◆ **WHAT YOU ARE ASKED TO DO**: Each record should be reproduced exactly.

* * * * *

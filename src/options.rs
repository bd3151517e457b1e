//! Game configuration options.

use core::time::Duration;

/// Cards dealt to each player per round.
pub const HAND_SIZE: usize = 2;

/// Default pause between rounds.
pub const DEFAULT_ROUND_DELAY: Duration = Duration::from_secs(6);

/// Configuration options for a game.
///
/// Use the builder pattern to customize options:
///
/// ```
/// use core::time::Duration;
/// use highcard::GameOptions;
///
/// let options = GameOptions::default().with_round_delay(Duration::ZERO);
/// assert_eq!(options.round_delay, Duration::ZERO);
/// ```
#[derive(Debug, Clone, Copy, PartialEq, Eq)]
pub struct GameOptions {
    /// Pause handed to the [`Pacer`](crate::Pacer) after every round.
    /// Presentation only; it has no effect on the outcome.
    pub round_delay: Duration,
}

impl Default for GameOptions {
    fn default() -> Self {
        Self {
            round_delay: DEFAULT_ROUND_DELAY,
        }
    }
}

impl GameOptions {
    /// Sets the pause between rounds.
    #[must_use]
    pub const fn with_round_delay(mut self, delay: Duration) -> Self {
        self.round_delay = delay;
        self
    }
}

* * * * *

◆ **COMPLETED TASK**:
filename src/options.rs
repository bd3151517e457b1e
//! Game configuration options.

use core::time::Duration;

/// Cards dealt to each player per round.
pub const HAND_SIZE: usize = 2;

/// Default pause between rounds.
pub const DEFAULT_ROUND_DELAY: Duration = Duration::from_secs(6);

/// Configuration options for a game.
///
/// Use the builder pattern to customize options:
///
/// ```
/// use core::time::Duration;
/// use highcard::GameOptions;
///
/// let options = GameOptions::default().with_round_delay(Duration::ZERO);
/// assert_eq!(options.round_delay, Duration::ZERO);
/// ```
#[derive(Debug, Clone, Copy, PartialEq, Eq)]
pub struct GameOptions {
    /// Pause handed to the [`Pacer`](crate::Pacer) after every round.
    /// Presentation only; it has no effect on the outcome.
    pub round_delay: Duration,
}

impl Default for GameOptions {
    fn default() -> Self {
        Self {
            round_delay: DEFAULT_ROUND_DELAY,
        }
    }
}

impl GameOptions {
    /// Sets the pause between rounds.
    #[must_use]
    pub const fn with_round_delay(mut self, delay: Duration) -> Self {
        self.round_delay = delay;
        self
    }
}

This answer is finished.